What is expected → Identify every line in the records below that contains the word "NotFound", and copy each of those lines.

Data provided →
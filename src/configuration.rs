use std::{env, fs, io::ErrorKind, ops::Deref, sync::Arc, time::Duration};

use anyhow::Context;
use url::Url;

use crate::{error::Error, provider::HTTP};

#[derive(Debug)]
pub struct AppState<T>(Arc<T>);

impl<T> AppState<T> {
    pub fn new(state: T) -> AppState<T> {
        AppState(Arc::new(state))
    }
}

impl<T> Clone for AppState<T> {
    fn clone(&self) -> AppState<T> {
        AppState(Arc::clone(&self.0))
    }
}

impl<T> Deref for AppState<T> {
    type Target = Arc<T>;

    fn deref(&self) -> &Arc<T> {
        &self.0
    }
}

#[derive(Debug)]
pub struct State {
    pub config: Config,
    pub http: HTTP,
}

impl State {
    pub fn new(config: Config) -> Result<State, Error> {
        let http = HTTP::new(config.clone())?;
        Ok(Self { config, http })
    }
}

#[derive(Debug, Clone)]
pub struct Config {
    pub server_host: String,
    pub port: u16,
    pub allowed_origins: Vec<String>,
    pub kraken_api_url: Url,
    pub ledger_path: String,
    pub page_size: usize,
    pub max_pages: usize,
    pub page_delay: Duration,
    pub timeout: u64,
    pub json_limit: usize,
}

impl Config {
    pub fn get_ledger_url(&self) -> Result<Url, Error> {
        let url = self.kraken_api_url.join(&self.ledger_path)?;
        Ok(url)
    }
}

#[cfg(test)]
impl Config {
    pub fn for_tests(kraken_api_url: &str) -> Config {
        Config {
            server_host: String::from("127.0.0.1"),
            port: 3000,
            allowed_origins: vec![String::from("*")],
            kraken_api_url: Url::parse(kraken_api_url)
                .expect("test url must parse"),
            ledger_path: String::from("/0/private/Ledgers"),
            page_size: 50,
            max_pages: 100,
            page_delay: Duration::from_millis(4250),
            timeout: 2,
            json_limit: 4096,
        }
    }
}

pub fn get_configuration() -> Result<Config, Error> {
    let server_host = env::var("SERVER_HOST")?;
    let port: u16 = env::var("PORT")?.parse()?;
    let allowed_origins = env::var("ALLOWED_ORIGINS")?
        .split(',')
        .map(|item| item.trim().to_owned())
        .filter(|item| !item.is_empty())
        .collect::<Vec<String>>();

    let kraken_api_url = Url::parse(&env::var("KRAKEN_API_URL")?)?;
    let ledger_path = env::var("LEDGER_PATH")?;

    if !ledger_path.starts_with('/') {
        return Err(Error::ConfigurationError(format!(
            "LEDGER_PATH must be absolute, got {}",
            ledger_path
        )));
    }

    let page_size: usize = env::var("PAGE_SIZE")?.parse()?;
    let max_pages: usize = env::var("MAX_PAGES")?.parse()?;

    if page_size == 0 || max_pages == 0 {
        return Err(Error::ConfigurationError(String::from(
            "PAGE_SIZE and MAX_PAGES must be greater than zero",
        )));
    }

    let page_delay_ms: u64 = env::var("PAGE_DELAY_MS")?.parse()?;
    let timeout: u64 = env::var("TIMEOUT")?.parse()?;
    let json_limit: usize = env::var("JSON_LIMIT")?.parse()?;

    let config = Config {
        server_host,
        port,
        allowed_origins,
        kraken_api_url,
        ledger_path,
        page_size,
        max_pages,
        page_delay: Duration::from_millis(page_delay_ms),
        timeout,
        json_limit,
    };

    Ok(config)
}

pub fn set_configuration() -> Result<(), Error> {
    let config_file: &str = ".env";
    let rollover_config_file: &str = "rollover.conf";

    let directory = env!("CARGO_MANIFEST_DIR");
    let path = format!("{}/{}", directory, config_file);
    let rollover_config_path =
        format!("{}/{}", directory, rollover_config_file);

    match fs::read_to_string(&path) {
        Ok(config_string) => parse_config_string(config_string),
        Err(e) if e.kind() == ErrorKind::NotFound => {},
        Err(e) => return Err(Error::Io(e)),
    };

    let rollover_config_string = fs::read_to_string(&rollover_config_path)
        .with_context(|| format!("unable to read {}", rollover_config_path))?;
    parse_config_string(rollover_config_string);

    Ok(())
}

fn parse_config_string(config: String) {
    for (key, value) in parse_pairs(&config) {
        if env::var_os(key).is_none() {
            env::set_var(key, value);
        }
    }
}

fn parse_pairs(config: &str) -> Vec<(&str, &str)> {
    config
        .lines()
        .map(str::trim)
        .filter(|line| !line.is_empty() && !line.starts_with('#'))
        .filter_map(|line| line.split_once('='))
        .map(|(k, v)| (k.trim(), v.trim()))
        .collect()
}

#[cfg(test)]
mod tests {
    use super::*;

    #[test]
    fn test_parse_pairs() {
        let config = "# upstream\nKRAKEN_API_URL=https://api.kraken.com\n\nPAGE_SIZE = 50\nbroken line\nALLOWED_ORIGINS=a=b\n";
        let pairs = parse_pairs(config);

        assert_eq!(
            pairs,
            vec![
                ("KRAKEN_API_URL", "https://api.kraken.com"),
                ("PAGE_SIZE", "50"),
                ("ALLOWED_ORIGINS", "a=b"),
            ]
        );
    }

    #[test]
    fn test_ledger_url() {
        let config = Config::for_tests("https://api.kraken.com");

        assert_eq!(
            config.get_ledger_url().unwrap().as_str(),
            "https://api.kraken.com/0/private/Ledgers"
        );
    }
}
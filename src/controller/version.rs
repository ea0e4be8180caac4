use actix_web::{get, web, Responder};
use serde::Serialize;

use crate::error::Error;

#[get("/version")]
pub async fn index() -> Result<impl Responder, Error> {
    Ok(web::Json(Response {
        name: env!("CARGO_PKG_NAME"),
        version: env!("CARGO_PKG_VERSION"),
    }))
}

#[derive(Debug, Serialize)]
pub struct Response {
    pub name: &'static str,
    pub version: &'static str,
}

#[cfg(test)]
mod tests {
    use actix_web::{http::StatusCode, test, App};
    use serde_json::Value;

    use super::*;

    #[actix_web::test]
    async fn test_version() {
        let app = test::init_service(
            App::new().service(web::scope("/api").service(index)),
        )
        .await;

        let req = test::TestRequest::get().uri("/api/version").to_request();
        let resp = test::call_service(&app, req).await;
        assert_eq!(resp.status(), StatusCode::OK);

        let body: Value = test::read_body_json(resp).await;
        assert_eq!(body["name"], "rollover");
        assert_eq!(body["version"], env!("CARGO_PKG_VERSION"));
    }
}
use clap::Parser;
use tracing::{error, Level};

use rollover::{
    cli::{self, Cli, Commands},
    configuration::{AppState, State},
    error::Error,
    server,
};

#[tokio::main]
async fn main() -> Result<(), Error> {
    let result = app_main().await;

    if let Err(err) = &result {
        error!("{}", err);
    }

    result
}

async fn app_main() -> Result<(), Error> {
    let subscriber = tracing_subscriber::fmt()
        .compact()
        .with_level(true)
        .with_max_level({
            #[cfg(debug_assertions)]
            {
                Level::DEBUG
            }

            #[cfg(not(debug_assertions))]
            {
                Level::INFO
            }
        })
        .with_file(true)
        .with_line_number(true)
        .with_writer(std::io::stderr)
        .finish();

    tracing::subscriber::set_global_default(subscriber)?;

    let cli = Cli::parse();

    match cli.command.unwrap_or(Commands::Serve) {
        Commands::Serve => serve().await,
        Commands::Summary { pretty } => cli::run_summary(pretty).await,
    }
}

async fn serve() -> Result<(), Error> {
    let config = match cli::init_config() {
        Ok(config) => config,
        Err(e) => return Err(Error::ConfigurationError(e.to_string())),
    };

    let state = State::new(config)?;
    let app_state = AppState::new(state);

    tokio::select! {
        result = server::server_task(&app_state) => result,
        signal = tokio::signal::ctrl_c() => {
            signal?;
            tracing::info!("Shutting down");
            Ok(())
        },
    }
}
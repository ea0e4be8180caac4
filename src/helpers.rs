use std::str::FromStr;

use bigdecimal::{BigDecimal, ToPrimitive};
use serde::{Deserialize, Deserializer, Serializer};
use serde_json::Value;

/// Reads a decimal carried either as a JSON string or a JSON number.
/// Anything else, including unparsable strings, is treated as absent.
pub fn deserialize_optional_decimal<'de, D>(
    deserializer: D,
) -> Result<Option<BigDecimal>, D::Error>
where
    D: Deserializer<'de>,
{
    let value = Option::<Value>::deserialize(deserializer)?;
    Ok(value.as_ref().and_then(parse_decimal_value))
}

/// Unix seconds, possibly fractional, as number or numeric string.
pub fn deserialize_timestamp<'de, D>(deserializer: D) -> Result<f64, D::Error>
where
    D: Deserializer<'de>,
{
    let value = Option::<Value>::deserialize(deserializer)?;
    let time = match value {
        Some(Value::Number(n)) => n.as_f64(),
        Some(Value::String(s)) => s.trim().parse::<f64>().ok(),
        _ => None,
    };

    Ok(time.filter(|t| t.is_finite()).unwrap_or_default())
}

pub fn parse_decimal_value(value: &Value) -> Option<BigDecimal> {
    match value {
        Value::String(s) => BigDecimal::from_str(s.trim()).ok(),
        Value::Number(n) => BigDecimal::from_str(&n.to_string()).ok(),
        _ => None,
    }
}

pub fn serialize_decimal_as_number<S>(
    value: &BigDecimal,
    serializer: S,
) -> Result<S::Ok, S::Error>
where
    S: Serializer,
{
    serializer.serialize_f64(value.to_f64().unwrap_or_default())
}
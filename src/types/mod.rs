pub use self::{
    credentials::{Credentials, SummaryRequest},
    ledger_entry::LedgerEntry,
    ledger_response::{LedgerPage, LedgerResponse},
};

mod credentials;
mod ledger_entry;
mod ledger_response;
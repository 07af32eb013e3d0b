//! Record sources
//!
//! A source turns a table's input name into its full, ordered record list.
//! [`JsonFileSource`] reads `<data_dir>/<file>` holding a JSON array of
//! objects. Numbers are kept as their literal decimal text (serde_json's
//! `arbitrary_precision`), so no value passes through `f64` on its way to the
//! store.

use async_trait::async_trait;
use serde_json::Value;
use std::path::{Path, PathBuf};
use tabseed_common::Record;
use tracing::debug;

use crate::error::{LoaderError, Result};

/// Supplies the records of one table
#[async_trait]
pub trait RecordSource: Send + Sync {
    async fn load(&self, name: &str) -> Result<Vec<Record>>;
}

/// Reads JSON array files from a data directory
#[derive(Debug, Clone)]
pub struct JsonFileSource {
    data_dir: PathBuf,
}

impl JsonFileSource {
    pub fn new(data_dir: impl Into<PathBuf>) -> Self {
        Self {
            data_dir: data_dir.into(),
        }
    }

    pub fn path_for(&self, name: &str) -> PathBuf {
        self.data_dir.join(name)
    }
}

/// Decode a JSON document that must be an array of objects
pub fn parse_records(bytes: &[u8], path: &Path) -> Result<Vec<Record>> {
    let value: Value = serde_json::from_slice(bytes).map_err(|source| LoaderError::Decode {
        path: path.to_path_buf(),
        source,
    })?;

    let Value::Array(items) = value else {
        return Err(LoaderError::NotRecordList(path.to_path_buf()));
    };

    items
        .into_iter()
        .map(|item| match item {
            Value::Object(record) => Ok(record),
            _ => Err(LoaderError::NotRecordList(path.to_path_buf())),
        })
        .collect()
}

#[async_trait]
impl RecordSource for JsonFileSource {
    async fn load(&self, name: &str) -> Result<Vec<Record>> {
        let path = self.path_for(name);
        let bytes = match tokio::fs::read(&path).await {
            Ok(bytes) => bytes,
            Err(err) if err.kind() == std::io::ErrorKind::NotFound => {
                return Err(LoaderError::MissingFile(path))
            },
            Err(source) => return Err(LoaderError::Read { path, source }),
        };

        let records = parse_records(&bytes, &path)?;
        debug!(path = %path.display(), records = records.len(), "Loaded input file");
        Ok(records)
    }
}
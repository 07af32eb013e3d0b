//! Throttling retry with exponential backoff
//!
//! Only [`StoreError::Throttled`] is retried. Every retry re-issues the whole
//! request; the caller sees the outcome of the final attempt.

use rand::Rng;
use std::future::Future;
use std::time::Duration;
use tracing::warn;

use crate::error::{StoreError, StoreResult};

/// Backoff schedule and retry ceiling for throttled requests
#[derive(Debug, Clone, PartialEq, Eq)]
pub struct RetryPolicy {
    /// Retries after the first attempt
    pub max_retries: u32,
    /// Delay before the first retry; doubles on each further retry
    pub base_delay: Duration,
    /// Upper bound (exclusive) of the random delay added to each wait
    pub max_jitter: Duration,
}

impl Default for RetryPolicy {
    fn default() -> Self {
        Self {
            max_retries: 5,
            base_delay: Duration::from_secs(1),
            max_jitter: Duration::from_secs(1),
        }
    }
}

impl RetryPolicy {
    /// No waiting between attempts
    pub fn immediate(max_retries: u32) -> Self {
        Self {
            max_retries,
            base_delay: Duration::ZERO,
            max_jitter: Duration::ZERO,
        }
    }

    /// Deterministic part of the wait before retry `retry` (0-based):
    /// `base_delay * 2^retry`, saturating.
    pub fn backoff(&self, retry: u32) -> Duration {
        let factor = 2u32.checked_pow(retry).unwrap_or(u32::MAX);
        self.base_delay.saturating_mul(factor)
    }

    /// Full wait before retry `retry`: backoff plus jitter in `[0, max_jitter)`
    pub fn delay_for(&self, retry: u32) -> Duration {
        let jitter_ms = self.max_jitter.as_millis() as u64;
        let jitter = if jitter_ms == 0 {
            Duration::ZERO
        } else {
            Duration::from_millis(rand::rng().random_range(0..jitter_ms))
        };
        self.backoff(retry).saturating_add(jitter)
    }
}

/// Final result of an operation run under [`retry_throttled`]
#[derive(Debug)]
pub struct Attempted<T> {
    pub result: StoreResult<T>,
    /// Throttling retries performed before `result` was produced
    pub retries: u32,
}

/// Run `op`, retrying while it is throttled and retries remain.
///
/// `op` is called at most `1 + policy.max_retries` times. Non-throttling
/// errors are returned immediately.
pub async fn retry_throttled<T, F, Fut>(policy: &RetryPolicy, label: &str, mut op: F) -> Attempted<T>
where
    F: FnMut() -> Fut,
    Fut: Future<Output = StoreResult<T>>,
{
    let mut retries = 0;
    loop {
        match op().await {
            Err(err @ StoreError::Throttled { .. }) if retries < policy.max_retries => {
                let delay = policy.delay_for(retries);
                warn!(
                    target_op = label,
                    retry = retries + 1,
                    max_retries = policy.max_retries,
                    delay_ms = delay.as_millis() as u64,
                    "Throttled, backing off: {}",
                    err
                );
                tokio::time::sleep(delay).await;
                retries += 1;
            },
            result => return Attempted { result, retries },
        }
    }
}
//! Run tally shared by the batch workers of one table

use std::sync::{Arc, Mutex, MutexGuard, PoisonError};
use tabseed_common::{RunTally, WriteOutcome};

use crate::progress::ProgressObserver;

/// [`RunTally`] behind a single lock.
///
/// The merge of a batch outcome and the progress check happen under the same
/// lock, so concurrent completions neither lose counts nor report the same
/// milestone twice.
pub struct SharedTally {
    table: String,
    progress_interval: usize,
    observer: Arc<dyn ProgressObserver>,
    inner: Mutex<RunTally>,
}

impl SharedTally {
    pub fn new(
        table: impl Into<String>,
        total: usize,
        progress_interval: usize,
        observer: Arc<dyn ProgressObserver>,
    ) -> Self {
        Self {
            table: table.into(),
            progress_interval: progress_interval.max(1),
            observer,
            inner: Mutex::new(RunTally::new(total)),
        }
    }

    // A worker that panicked mid-merge must not take the counts down with it
    fn lock(&self) -> MutexGuard<'_, RunTally> {
        self.inner.lock().unwrap_or_else(PoisonError::into_inner)
    }

    /// Merge one batch outcome, notifying the observer when the success
    /// count crosses a multiple of the progress interval or every item is
    /// accounted for.
    pub fn record(&self, outcome: WriteOutcome) {
        let mut tally = self.lock();
        let before = tally.success_count / self.progress_interval;
        tally.merge(outcome);
        let after = tally.success_count / self.progress_interval;

        if before != after || tally.is_complete() {
            self.observer.on_progress(&self.table, &tally);
        }
    }

    pub fn add_retries(&self, retries: u32) {
        self.lock().throttle_retries += retries as usize;
    }

    /// Count every item without an outcome yet as an error.
    ///
    /// Returns how many items were filled in.
    pub fn settle(&self) -> usize {
        let mut tally = self.lock();
        let missing = tally.total.saturating_sub(tally.accounted());
        if missing > 0 {
            tally.merge(WriteOutcome::failed(missing));
            self.observer.on_progress(&self.table, &tally);
        }
        missing
    }

    pub fn snapshot(&self) -> RunTally {
        *self.lock()
    }
}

Task solution →
        Err(e) if e.kind() == ErrorKind::NotFound => {},
            Err(err) if err.kind() == std::io::ErrorKind::NotFound => {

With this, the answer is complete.